Your goal | Look through the listing below and report the lines that have the word "status" in them.

Exercise inputs |
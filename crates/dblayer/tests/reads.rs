mod common;

use async_trait::async_trait;
use common::{count_row, database, row};
use dblayer::{CacheDriver, Context, OrmError, Row, Value, args};
use std::collections::HashMap;
use std::sync::{Arc, Mutex};
use std::time::Duration;

#[derive(Debug, PartialEq, dblayer::FromRow)]
struct User {
    id: i64,
    #[db(column = "user_name")]
    name: String,
    email: Option<String>,
}

#[tokio::test]
async fn get_maps_rows_through_derive() {
    let (db, state) = database("mysql");
    state.push_rows(vec![
        row(&[
            ("id", Value::Int(1)),
            ("user_name", Value::from("alice")),
            ("email", Value::Null),
        ]),
        row(&[
            ("id", Value::Int(2)),
            ("user_name", Value::from("bob")),
            ("email", Value::from("bob@example.com")),
        ]),
    ]);

    let users: Vec<User> = db
        .table("users")
        .where_("active = ?", args![true])
        .get()
        .await
        .unwrap();

    assert_eq!(users.len(), 2);
    assert_eq!(users[0].name, "alice");
    assert_eq!(users[0].email, None);
    assert_eq!(users[1].email.as_deref(), Some("bob@example.com"));
    assert_eq!(state.last().sql, "SELECT * FROM users WHERE active = ?");
    assert_eq!(state.last().args, args![true]);
}

#[tokio::test]
async fn first_with_no_match_is_none() {
    let (db, state) = database("mysql");
    let found: Option<Row> = db.table("users").where_id(99).first().await.unwrap();
    assert!(found.is_none());
    assert_eq!(state.last().sql, "SELECT * FROM users WHERE id = ? LIMIT 1");
}

#[tokio::test]
async fn postgres_statements_are_rebound() {
    let (db, state) = database("postgres");
    let _: Option<Row> = db
        .table("users")
        .where_("status = ?", args!["active"])
        .where_in("role", args!["admin", "editor"])
        .find(7)
        .await
        .unwrap();
    assert_eq!(
        state.last().sql,
        "SELECT * FROM users WHERE status = $1 AND role IN ($2, $3) AND id = $4 LIMIT 1"
    );
    assert_eq!(state.last().args, args!["active", "admin", "editor", 7]);
}

#[tokio::test]
async fn pluck_and_exists() {
    let (db, state) = database("sqlite");
    state.push_rows(vec![
        row(&[("email", Value::from("a@x.io"))]),
        row(&[("email", Value::from("b@x.io"))]),
    ]);
    let emails: Vec<String> = db.table("users").pluck("email").await.unwrap();
    assert_eq!(emails, vec!["a@x.io", "b@x.io"]);
    assert_eq!(state.last().sql, "SELECT email FROM users");

    state.push_rows(count_row(0));
    assert!(!db.table("users").where_id(1).exists().await.unwrap());
    assert_eq!(state.last().sql, "SELECT COUNT(*) FROM users WHERE id = ?");
}

#[tokio::test]
async fn aggregates_cast_and_return_none_on_null() {
    let (db, state) = database("postgres");
    state.push_rows(vec![row(&[("sum", Value::Float(42.5))])]);
    let total = db.table("orders").sum("amount").await.unwrap();
    assert_eq!(total, Some(42.5));
    assert_eq!(
        state.last().sql,
        "SELECT CAST(SUM(amount) AS DOUBLE PRECISION) FROM orders"
    );

    state.push_rows(vec![row(&[("max", Value::Null)])]);
    assert_eq!(db.table("orders").max("amount").await.unwrap(), None);
}

// ==================== pagination ====================

#[tokio::test]
async fn paginate_counts_then_fetches_the_page() {
    let (db, state) = database("mysql");
    state.push_rows(count_row(23));
    state.push_rows(vec![
        row(&[("id", Value::Int(21))]),
        row(&[("id", Value::Int(22))]),
        row(&[("id", Value::Int(23))]),
    ]);

    let page = db
        .table("users")
        .where_("active = ?", args![true])
        .latest("id")
        .paginate::<Row>(3, 10)
        .await
        .unwrap();

    assert_eq!(page.total, 23);
    assert_eq!(page.last_page, 3);
    assert_eq!(page.current_page, 3);
    assert_eq!(page.data.len(), 3);
    assert!(!page.has_more_pages());

    let calls = state.calls();
    assert_eq!(calls.len(), 2);
    assert_eq!(calls[0].sql, "SELECT COUNT(*) FROM users WHERE active = ?");
    assert_eq!(
        calls[1].sql,
        "SELECT * FROM users WHERE active = ? ORDER BY id DESC LIMIT 10 OFFSET 20"
    );
}

#[tokio::test]
async fn paginate_past_last_page_skips_the_data_query() {
    let (db, state) = database("mysql");
    state.push_rows(count_row(5));
    let page = db.table("users").paginate::<Row>(4, 10).await.unwrap();
    assert!(page.is_empty());
    assert_eq!(page.last_page, 1);
    assert_eq!(state.calls().len(), 1);
}

#[tokio::test]
async fn paginate_clamps_page_and_size() {
    let (db, state) = database("mysql");
    state.push_rows(count_row(3));
    let page = db.table("users").paginate::<Row>(0, 0).await.unwrap();
    assert_eq!(page.current_page, 1);
    assert_eq!(page.per_page, 1);
    assert_eq!(page.last_page, 3);
    assert_eq!(state.last().sql, "SELECT * FROM users LIMIT 1 OFFSET 0");
}

#[tokio::test]
async fn paginate_empty_table() {
    let (db, state) = database("mysql");
    state.push_rows(count_row(0));
    let page = db.table("users").paginate::<Row>(1, 15).await.unwrap();
    assert_eq!(page.total, 0);
    assert_eq!(page.last_page, 0);
    assert!(page.data.is_empty());
    assert_eq!(state.calls().len(), 1);
}

#[tokio::test]
async fn paginate_over_a_union_limits_the_combined_rows() {
    let (db, state) = database("postgres");
    state.push_rows(count_row(14));
    let active = db.table("users").select(&["id"]).where_("active = ?", args![true]);
    let archived = db.table("archived_users").select(&["id"]);
    let page = active
        .union_all(archived)
        .oldest("id")
        .paginate::<Row>(2, 5)
        .await
        .unwrap();
    assert_eq!(page.last_page, 3);

    let calls = state.calls();
    assert_eq!(
        calls[0].sql,
        "SELECT COUNT(*) FROM ((SELECT id FROM users WHERE active = $1) UNION ALL (SELECT id FROM archived_users)) AS sub"
    );
    assert_eq!(
        calls[1].sql,
        "(SELECT id FROM users WHERE active = $1) UNION ALL (SELECT id FROM archived_users) \
         ORDER BY id ASC LIMIT 5 OFFSET 5"
    );
}

// ==================== cache ====================

#[derive(Default)]
struct MemoryCache {
    entries: Mutex<HashMap<String, Vec<Row>>>,
}

#[async_trait]
impl CacheDriver for MemoryCache {
    async fn get(&self, key: &str) -> Option<Vec<Row>> {
        self.entries.lock().unwrap().get(key).cloned()
    }

    async fn set(&self, key: &str, rows: Vec<Row>, _ttl: Duration) {
        self.entries.lock().unwrap().insert(key.to_string(), rows);
    }

    async fn forget(&self, key: &str) {
        self.entries.lock().unwrap().remove(key);
    }
}

#[tokio::test]
async fn remembered_reads_hit_the_cache() {
    let (db, state) = database("mysql");
    db.set_cache(Arc::new(MemoryCache::default()));
    state.push_rows(vec![row(&[("id", Value::Int(1))])]);

    let query = db
        .table("users")
        .where_id(1)
        .remember(Duration::from_secs(60));
    let first: Vec<Row> = query.get().await.unwrap();
    let second: Vec<Row> = query.get().await.unwrap();

    assert_eq!(first, second);
    assert_eq!(first.len(), 1);
    assert_eq!(state.calls().len(), 1);

    // Different arguments, different key.
    let _: Vec<Row> = db
        .table("users")
        .where_id(2)
        .remember(Duration::from_secs(60))
        .get()
        .await
        .unwrap();
    assert_eq!(state.calls().len(), 2);
}

#[tokio::test]
async fn reads_without_remember_or_driver_always_execute() {
    let (db, state) = database("mysql");
    let query = db.table("users").remember(Duration::from_secs(60));
    let _: Vec<Row> = query.get().await.unwrap();
    let _: Vec<Row> = query.get().await.unwrap();
    assert_eq!(state.calls().len(), 2);

    db.set_cache(Arc::new(MemoryCache::default()));
    let plain = db.table("users");
    let _: Vec<Row> = plain.get().await.unwrap();
    let _: Vec<Row> = plain.get().await.unwrap();
    assert_eq!(state.calls().len(), 4);

    db.clear_cache();
    let _: Vec<Row> = query.get().await.unwrap();
    assert_eq!(state.calls().len(), 5);
}

// ==================== context ====================

#[tokio::test]
async fn deadline_surfaces_as_timeout() {
    let (db, state) = database("mysql");
    state.set_delay(Duration::from_millis(500));
    let ctx = Context::with_timeout(Duration::from_millis(20));
    let err = db.table("users").get_ctx::<Row>(&ctx).await.unwrap_err();
    assert!(err.is_timeout(), "{err:?}");
}

#[tokio::test]
async fn cancellation_surfaces_as_cancelled() {
    let (db, state) = database("mysql");
    state.set_delay(Duration::from_millis(500));
    let (ctx, canceller) = Context::with_cancel();
    tokio::spawn(async move {
        tokio::time::sleep(Duration::from_millis(20)).await;
        canceller.cancel();
    });
    let err = db.table("users").count_ctx(&ctx).await.unwrap_err();
    assert!(matches!(err, OrmError::Cancelled), "{err:?}");
}

#[tokio::test]
async fn expired_context_fails_before_dispatch() {
    let (db, state) = database("mysql");
    let (ctx, canceller) = Context::with_cancel();
    canceller.cancel();
    let err = db.table("users").get_ctx::<Row>(&ctx).await.unwrap_err();
    assert!(err.is_cancelled());
    assert!(state.calls().is_empty());
}

#[tokio::test]
async fn detached_builder_errors_are_returned_before_dispatch() {
    let (db, state) = database("mysql");
    let err = db
        .table("users")
        .order_by("id", "sideways")
        .get::<Row>()
        .await
        .unwrap_err();
    assert!(matches!(err, OrmError::Validation(_)), "{err:?}");
    assert!(state.calls().is_empty());
}
//! Read terminals: get, first, find, pluck, aggregates and pagination.

use super::QueryBuilder;
use crate::context::Context;
use crate::error::{OrmError, OrmResult};
use crate::pagination::{Pagination, last_page, page_offset};
use crate::row::{FromRow, Row};
use crate::value::{FromValue, Value};

impl<'a> QueryBuilder<'a> {
    async fn fetch_rows(&self, ctx: &Context, sql: &str, args: &[Value]) -> OrmResult<Vec<Row>> {
        self.conn.select_cached(ctx, sql, args, self.cache_ttl).await
    }

    async fn fetch_scalar<T: FromValue>(&self, ctx: &Context, sql: &str, args: &[Value]) -> OrmResult<T> {
        let rows = self.fetch_rows(ctx, sql, args).await?;
        let row = rows
            .first()
            .ok_or_else(|| OrmError::not_found("aggregate query returned no rows"))?;
        row.get_idx(0)
    }

    // ==================== rows ====================

    /// All matching rows.
    pub async fn get<T: FromRow>(&self) -> OrmResult<Vec<T>> {
        self.get_ctx(&Context::background()).await
    }

    pub async fn get_ctx<T: FromRow>(&self, ctx: &Context) -> OrmResult<Vec<T>> {
        let (sql, args) = self.to_sql()?;
        let rows = self.fetch_rows(ctx, &sql, &args).await?;
        rows.iter().map(T::from_row).collect()
    }

    /// First matching row, or `None` when nothing matches.
    pub async fn first<T: FromRow>(&self) -> OrmResult<Option<T>> {
        self.first_ctx(&Context::background()).await
    }

    pub async fn first_ctx<T: FromRow>(&self, ctx: &Context) -> OrmResult<Option<T>> {
        let (sql, args) = self.clone().limit(1).to_sql()?;
        let rows = self.fetch_rows(ctx, &sql, &args).await?;
        rows.first().map(T::from_row).transpose()
    }

    /// Row with the given `id`.
    pub async fn find<T: FromRow>(&self, id: impl Into<Value>) -> OrmResult<Option<T>> {
        self.find_ctx(&Context::background(), id).await
    }

    pub async fn find_ctx<T: FromRow>(&self, ctx: &Context, id: impl Into<Value>) -> OrmResult<Option<T>> {
        self.clone().where_id(id).first_ctx(ctx).await
    }

    /// Values of a single column.
    pub async fn pluck<T: FromValue>(&self, column: &str) -> OrmResult<Vec<T>> {
        self.pluck_ctx(&Context::background(), column).await
    }

    pub async fn pluck_ctx<T: FromValue>(&self, ctx: &Context, column: &str) -> OrmResult<Vec<T>> {
        let (sql, args) = self.clone().select(&[column]).to_sql()?;
        let rows = self.fetch_rows(ctx, &sql, &args).await?;
        rows.iter().map(|row| row.get_idx(0)).collect()
    }

    // ==================== aggregates ====================

    pub async fn count(&self) -> OrmResult<u64> {
        self.count_ctx(&Context::background()).await
    }

    pub async fn count_ctx(&self, ctx: &Context) -> OrmResult<u64> {
        self.check()?;
        self.require_table_or_columns()?;
        let (sql, args) = self.render_count();
        self.fetch_scalar(ctx, &sql, &args).await
    }

    pub async fn exists(&self) -> OrmResult<bool> {
        self.exists_ctx(&Context::background()).await
    }

    pub async fn exists_ctx(&self, ctx: &Context) -> OrmResult<bool> {
        Ok(self.count_ctx(ctx).await? > 0)
    }

    async fn aggregate(&self, ctx: &Context, func: &str, column: &str) -> OrmResult<Option<f64>> {
        self.check()?;
        self.require_table(func)?;
        let expr = self.conn.dialect().float_cast(&format!("{func}({column})"));
        let (sql, args) = self.render_scalar(&expr);
        self.fetch_scalar(ctx, &sql, &args).await
    }

    /// `SUM(column)`; `None` when no rows match.
    pub async fn sum(&self, column: &str) -> OrmResult<Option<f64>> {
        self.aggregate(&Context::background(), "SUM", column).await
    }

    pub async fn sum_ctx(&self, ctx: &Context, column: &str) -> OrmResult<Option<f64>> {
        self.aggregate(ctx, "SUM", column).await
    }

    pub async fn avg(&self, column: &str) -> OrmResult<Option<f64>> {
        self.aggregate(&Context::background(), "AVG", column).await
    }

    pub async fn avg_ctx(&self, ctx: &Context, column: &str) -> OrmResult<Option<f64>> {
        self.aggregate(ctx, "AVG", column).await
    }

    pub async fn min(&self, column: &str) -> OrmResult<Option<f64>> {
        self.aggregate(&Context::background(), "MIN", column).await
    }

    pub async fn min_ctx(&self, ctx: &Context, column: &str) -> OrmResult<Option<f64>> {
        self.aggregate(ctx, "MIN", column).await
    }

    pub async fn max(&self, column: &str) -> OrmResult<Option<f64>> {
        self.aggregate(&Context::background(), "MAX", column).await
    }

    pub async fn max_ctx(&self, ctx: &Context, column: &str) -> OrmResult<Option<f64>> {
        self.aggregate(ctx, "MAX", column).await
    }

    // ==================== pagination ====================

    /// One page of results. `page` is 1-based; `page` and `per_page` below 1 are clamped to 1.
    ///
    /// Pages past the last one return empty `data`.
    pub async fn paginate<T: FromRow>(&self, page: u64, per_page: u64) -> OrmResult<Pagination<T>> {
        self.paginate_ctx(&Context::background(), page, per_page).await
    }

    pub async fn paginate_ctx<T: FromRow>(
        &self,
        ctx: &Context,
        page: u64,
        per_page: u64,
    ) -> OrmResult<Pagination<T>> {
        let page = page.max(1);
        let per_page = per_page.max(1);
        let total = self.count_ctx(ctx).await?;
        let last_page = last_page(total, per_page);

        let data = if total == 0 || page > last_page {
            Vec::new()
        } else {
            self.clone()
                .limit(per_page)
                .offset(page_offset(page, per_page))
                .get_ctx(ctx)
                .await?
        };

        Ok(Pagination {
            data,
            total,
            per_page,
            current_page: page,
            last_page,
        })
    }
}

Your solution |
        .where_("status = ?", args!["active"])
        "SELECT * FROM users WHERE status = $1 AND role IN ($2, $3) AND id = $4 LIMIT 1"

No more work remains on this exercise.